Sissako è nativo del Camerun, ma è a Parigi da quando aveva poco più di vent'anni. È il primo africano a vincere il prestigioso riconoscimento. E lo ha fatto alla grande, portando a casa per la sua pellicola i premi come Miglior film, Miglior regia, Miglior soggetto, Migliore montaggio, Migliore fotografia, Migliori musiche e Migliore suono.
Un film non facile Timbuktu, incentrato com'è sulla tematica del dilagare del fondamentalismo di matrice islamica in Africa e fermo in una condanna nettissima del fenomeno. Un riconoscimento, quello ottenuto, che ha ancora più valore se considerato nel contesto di una Francia che ha ancora bene impresse nella memoria le immagini degli attacchi di Parigi, che hanno fatto diciassette vittime.

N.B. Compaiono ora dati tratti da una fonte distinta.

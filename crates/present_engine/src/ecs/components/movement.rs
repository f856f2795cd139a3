//! Movement component for entities that drift at a constant rate

use crate::foundation::math::Vec3;
use serde::{Deserialize, Serialize};

/// Constant linear and angular velocity
#[derive(Debug, Clone, Default, PartialEq, Serialize, Deserialize)]
#[serde(default)]
pub struct MovementComponent {
    /// Linear velocity in units per second
    pub linear_velocity: Vec3,

    /// Angular velocity in radians per second (Euler rates)
    pub angular_velocity: Vec3,
}

impl MovementComponent {
    /// Create a movement component with the given rates
    pub fn new(linear_velocity: Vec3, angular_velocity: Vec3) -> Self {
        Self {
            linear_velocity,
            angular_velocity,
        }
    }

    /// Spin in place
    pub fn spinning(angular_velocity: Vec3) -> Self {
        Self::new(Vec3::zeros(), angular_velocity)
    }
}
//! # Present Engine
//!
//! Engine core for a small present-collecting game: a scene graph of entities
//! with hierarchical transforms, a forward renderer that draws one camera per
//! frame, and a collision engine that drives the game's hearts, presents and
//! win/lose state.
//!
//! ## Features
//!
//! - **Scene Graph**: Entities with weak parent links and on-demand world matrices
//! - **Forward Rendering**: Opaque, sorted transparent and overlay buckets behind a backend trait
//! - **Collision**: AABB overlap between the player and boundaries, presents and hazards
//! - **Deterministic Frames**: Systems run single-threaded in a fixed order
//!
//! ## Quick Start
//!
//! ```rust,no_run
//! use present_engine::prelude::*;
//!
//! let config = CoreConfig::default();
//! let mut scheduler = FrameScheduler::new(&config);
//! let mut world = World::new();
//! let assets = AssetRegistry::new();
//! let mut game = Game::new(config.game);
//! let mut backend = RecordingBackend::new();
//!
//! let report = scheduler
//!     .run_frame(&mut world, &assets, &mut game, &mut backend, Viewport::from_size(1280, 720), 1.0 / 60.0)
//!     .expect("frame failed");
//! assert_eq!(report.state, GameState::Playing);
//! ```

#![warn(missing_docs)]
#![warn(clippy::all, clippy::pedantic, clippy::nursery)]
#![allow(clippy::module_name_repetitions, clippy::similar_names, clippy::too_many_arguments)]

pub mod config;
pub mod ecs;
pub mod foundation;
pub mod game;
pub mod physics;
pub mod render;

#[cfg(test)]
mod tests;

/// Common imports for engine users
pub mod prelude {
    pub use crate::{
        config::{CollisionConfig, Config, ConfigError, CoreConfig, GameConfig, RandomMovementConfig, RendererConfig},
        ecs::{
            components::{
                CameraComponent, CollidingType, FreeCameraControllerComponent, LightComponent, LightType,
                MeshRendererComponent, MovementComponent, RandomMovementComponent, RenderKind,
            },
            systems::{CollisionOutcome, ControllerInput},
            Component, Entity, FramePhase, FrameReport, FrameScheduler, System, World,
        },
        foundation::math::{Mat4, Transform, Vec2, Vec3, Vec4, Viewport},
        game::{Game, GameState},
        physics::Aabb,
        render::{
            AssetRegistry, ForwardRenderer, Material, MaterialKind, Mesh, PipelineState, RecordingBackend,
            RenderBackend, RenderError, RenderOutcome,
        },
    };
}
//! Mesh data as seen by the engine core
//!
//! Vertex data lives on the GPU behind the backend; the core keeps the
//! element count for draw calls and the untransformed bounding box for
//! collision.

use crate::foundation::math::Vec3;

/// Vertex layout shared with the shaders
#[derive(Debug, Clone, Copy, PartialEq)]
pub struct Vertex {
    /// Object-space position
    pub position: [f32; 3],
    /// RGBA8 color
    pub color: [u8; 4],
    /// Texture coordinates
    pub tex_coord: [f32; 2],
    /// Object-space normal
    pub normal: [f32; 3],
}

impl Vertex {
    /// Create a white vertex
    pub fn new(position: [f32; 3], normal: [f32; 3], tex_coord: [f32; 2]) -> Self {
        Self {
            position,
            color: [255, 255, 255, 255],
            tex_coord,
            normal,
        }
    }
}

/// Mesh metadata
#[derive(Debug, Clone, PartialEq)]
pub struct Mesh {
    bounding_min: Vec3,
    bounding_max: Vec3,
    element_count: u32,
}

impl Mesh {
    /// Build from vertex and element data, computing the bounding box
    pub fn new(vertices: &[Vertex], elements: &[u32]) -> Self {
        let (bounding_min, bounding_max) = if vertices.is_empty() {
            (Vec3::zeros(), Vec3::zeros())
        } else {
            vertices.iter().fold(
                (Vec3::repeat(f32::MAX), Vec3::repeat(f32::MIN)),
                |(min, max), v| {
                    let p = Vec3::from(v.position);
                    (min.inf(&p), max.sup(&p))
                },
            )
        };
        Self {
            bounding_min,
            bounding_max,
            element_count: u32::try_from(elements.len()).unwrap_or(u32::MAX),
        }
    }

    /// Build from a known bounding box
    pub fn with_bounds(bounding_min: Vec3, bounding_max: Vec3, element_count: u32) -> Self {
        Self {
            bounding_min,
            bounding_max,
            element_count,
        }
    }

    /// Untransformed minimum corner
    pub fn bounding_box_min(&self) -> Vec3 {
        self.bounding_min
    }

    /// Untransformed maximum corner
    pub fn bounding_box_max(&self) -> Vec3 {
        self.bounding_max
    }

    /// Replace the bounding box
    pub fn set_bounding_box(&mut self, min: Vec3, max: Vec3) {
        self.bounding_min = min;
        self.bounding_max = max;
    }

    /// Number of indices issued per draw
    pub fn element_count(&self) -> u32 {
        self.element_count
    }
}
//! Frame-level scenarios across the scheduler, collision, game and renderer

mod frame_scenarios;
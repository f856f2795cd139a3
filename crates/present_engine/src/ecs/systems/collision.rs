//! Collision and game-state engine
//!
//! Tests the main character's box against every other mesh renderer each
//! frame and applies the response its [`CollidingType`] asks for:
//!
//! - **Boundary**: roll the camera back to the transform recorded for that
//!   boundary, or record a slightly nudged safe transform when clear of it.
//! - **Collectable**: hide it, count a present and reveal a present icon.
//! - **Avoidable**: cost a heart and hide a heart icon, at most once per
//!   recovery cooldown.
//!
//! The main character is the mesh renderer whose parent carries both a camera
//! and a free camera controller. Discovery runs until it succeeds and is then
//! cached for as long as the entities live.

use crate::config::CollisionConfig;
use crate::ecs::components::{
    CameraComponent, CollidingType, FreeCameraControllerComponent, MeshRendererComponent, RenderKind,
};
use crate::ecs::{Entity, World};
use crate::foundation::math::utils;
use crate::foundation::time::Cooldown;
use crate::game::Game;
use crate::physics::Aabb;
use crate::render::AssetRegistry;
use log::{debug, warn};

/// What a collision did
#[derive(Debug, Clone, Copy, PartialEq, Eq)]
pub enum CollisionEffect {
    /// The camera was restored to the boundary's recorded transform
    RolledBack,
    /// A present was collected
    Collected,
    /// A heart was lost
    Hit,
    /// An avoidable was touched during the recovery cooldown
    Recovering,
}

/// One collision response
#[derive(Debug, Clone, Copy, PartialEq, Eq)]
pub struct CollisionEvent {
    /// Entity the main character touched
    pub entity: Entity,
    /// Response applied
    pub effect: CollisionEffect,
}

/// Result of a collision update
#[derive(Debug, Clone, Copy, PartialEq, Eq)]
pub enum CollisionOutcome {
    /// No camera rig with a main character was found; nothing was tested
    NoMainCharacter,
    /// The main character was tested against the scene
    Checked {
        /// Colliding renderables tested
        tested: usize,
        /// Responses applied (see [`ColliderSystem::events`])
        events: usize,
    },
}

/// Player rig found by discovery
#[derive(Debug, Clone, Copy, PartialEq, Eq)]
struct Rig {
    camera: Entity,
    main_character: Entity,
}

/// Collision system
pub struct ColliderSystem {
    config: CollisionConfig,
    rig: Option<Rig>,
    /// Visible heart icons; the last one is hidden on the next hit
    heart_icons: Vec<Entity>,
    /// Hidden present icons; the last one is revealed on the next collect
    pending_present_icons: Vec<Entity>,
    recovery: Cooldown,
    events: Vec<CollisionEvent>,
}

impl ColliderSystem {
    /// Create the system
    pub fn new(config: CollisionConfig) -> Self {
        Self {
            recovery: Cooldown::new(config.recovery_cooldown),
            config,
            rig: None,
            heart_icons: Vec::new(),
            pending_present_icons: Vec::new(),
            events: Vec::new(),
        }
    }

    /// Responses applied by the last update
    pub fn events(&self) -> &[CollisionEvent] {
        &self.events
    }

    /// Main character found by discovery, if any
    pub fn main_character(&self) -> Option<Entity> {
        self.rig.map(|rig| rig.main_character)
    }

    /// Camera entity owning the main character, if any
    pub fn camera(&self) -> Option<Entity> {
        self.rig.map(|rig| rig.camera)
    }

    /// Seconds until an avoidable can cost another heart
    pub fn recovery_remaining(&self) -> f32 {
        self.recovery.remaining()
    }

    /// Forget the discovered rig and icons and make the cooldown ready
    ///
    /// Call after repopulating the world.
    pub fn reset(&mut self) {
        self.rig = None;
        self.heart_icons.clear();
        self.pending_present_icons.clear();
        self.recovery.reset();
        self.events.clear();
    }

    /// Run one frame of collision handling
    pub fn update(&mut self, world: &mut World, assets: &AssetRegistry, delta_time: f32, game: &mut Game) -> CollisionOutcome {
        self.events.clear();
        self.recovery.tick(delta_time);

        let Some(rig) = self.discover(world) else {
            return CollisionOutcome::NoMainCharacter;
        };
        let Some(mut main_box) = Self::world_box(world, assets, rig.main_character) else {
            warn!("Main character mesh is not in the asset registry");
            return CollisionOutcome::NoMainCharacter;
        };

        let candidates: Vec<(Entity, CollidingType)> = world
            .query::<MeshRendererComponent>()
            .into_iter()
            .filter(|(entity, renderer)| *entity != rig.main_character && renderer.collides())
            .map(|(entity, renderer)| (entity, renderer.colliding_type))
            .collect();

        let mut tested = 0;
        for (entity, colliding_type) in candidates {
            let Some(other) = Self::world_box(world, assets, entity) else {
                warn!("Skipping collider {:?}: mesh is not in the asset registry", entity);
                continue;
            };
            tested += 1;
            let overlapping = main_box.overlaps(&other);

            match colliding_type {
                CollidingType::Boundary => {
                    if overlapping {
                        self.roll_back(world, rig.camera, entity);
                        // The rig moved; later tests use the restored box
                        if let Some(restored) = Self::world_box(world, assets, rig.main_character) {
                            main_box = restored;
                        }
                    } else {
                        self.record_safe_transform(world, rig.camera, entity);
                    }
                }
                CollidingType::Collectable if overlapping => self.collect(world, entity, game),
                CollidingType::Avoidable if overlapping => self.hit(world, entity, game),
                _ => {}
            }
        }

        CollisionOutcome::Checked {
            tested,
            events: self.events.len(),
        }
    }

    fn discover(&mut self, world: &World) -> Option<Rig> {
        if let Some(rig) = self.rig {
            if world.contains(rig.camera) && world.contains(rig.main_character) {
                return Some(rig);
            }
            debug!("Cached main character is gone, rediscovering");
            self.reset();
        }

        let rig = world.query::<MeshRendererComponent>().into_iter().find_map(|(entity, renderer)| {
            let camera = world.parent(entity)?;
            let is_rig = renderer.kind == RenderKind::Main
                && world.has_component::<CameraComponent>(camera)
                && world.has_component::<FreeCameraControllerComponent>(camera);
            is_rig.then_some(Rig {
                camera,
                main_character: entity,
            })
        })?;

        for (entity, renderer) in world.query::<MeshRendererComponent>() {
            match renderer.kind {
                RenderKind::Heart if !renderer.hidden => self.heart_icons.push(entity),
                RenderKind::Present if renderer.hidden => self.pending_present_icons.push(entity),
                _ => {}
            }
        }

        debug!(
            "Found main character {:?} under camera {:?} ({} heart icons, {} present icons)",
            rig.main_character,
            rig.camera,
            self.heart_icons.len(),
            self.pending_present_icons.len()
        );
        self.rig = Some(rig);
        Some(rig)
    }

    fn world_box(world: &World, assets: &AssetRegistry, entity: Entity) -> Option<Aabb> {
        let renderer = world.get_component::<MeshRendererComponent>(entity)?;
        let mesh = assets.mesh(renderer.mesh)?;
        let local = Aabb {
            min: mesh.bounding_box_min(),
            max: mesh.bounding_box_max(),
        };
        Some(local.transformed(&world.local_to_world_matrix(entity)))
    }

    fn roll_back(&mut self, world: &mut World, camera: Entity, boundary: Entity) {
        let Some(safe) = world.last_non_collided_transform(boundary).copied() else {
            debug!("Boundary {:?} hit before a safe transform was recorded, camera kept", boundary);
            return;
        };
        world.set_local_transform(camera, safe);
        debug!("Boundary {:?} hit, camera rolled back", boundary);
        self.events.push(CollisionEvent {
            entity: boundary,
            effect: CollisionEffect::RolledBack,
        });
    }

    fn record_safe_transform(&self, world: &mut World, camera: Entity, boundary: Entity) {
        let Some(mut safe) = world.local_transform(camera).copied() else {
            return;
        };
        let nudge = self.config.boundary_nudge;
        safe.position.x -= nudge * utils::sign(safe.position.x);
        safe.position.z -= nudge * utils::sign(safe.position.z);
        world.set_last_non_collided_transform(boundary, safe);
    }

    fn collect(&mut self, world: &mut World, entity: Entity, game: &mut Game) {
        let Some(renderer) = world.get_component_mut::<MeshRendererComponent>(entity) else {
            return;
        };
        if renderer.hidden {
            return;
        }
        renderer.hidden = true;
        game.increment_presents();
        if let Some(icon) = self.pending_present_icons.pop() {
            set_hidden(world, icon, false);
        }
        debug!("Collected present {:?}", entity);
        self.events.push(CollisionEvent {
            entity,
            effect: CollisionEffect::Collected,
        });
    }

    fn hit(&mut self, world: &mut World, entity: Entity, game: &mut Game) {
        if !self.recovery.try_trigger() {
            self.events.push(CollisionEvent {
                entity,
                effect: CollisionEffect::Recovering,
            });
            return;
        }
        game.decrement_hearts();
        if let Some(icon) = self.heart_icons.pop() {
            set_hidden(world, icon, true);
        }
        debug!("Hit by {:?}, recovering for {}s", entity, self.recovery.duration());
        self.events.push(CollisionEvent {
            entity,
            effect: CollisionEffect::Hit,
        });
    }
}

fn set_hidden(world: &mut World, entity: Entity, hidden: bool) {
    if let Some(renderer) = world.get_component_mut::<MeshRendererComponent>(entity) {
        renderer.hidden = hidden;
    }
}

"La Francia è un magnifico Paese che riesce a risollevarsi di fronte all'orrore, alla violenza, all'oscurantismo", ha detto Sissako nel suo discorso
d'accettazione, durante il gala al Theatre du Chatelet di Parigi. Ha di che essere soddisfatto, se consideriamo che la pellicola, presentata anche a Cannes, è ora in gara come Miglior film in lingua straniera agli Oscar.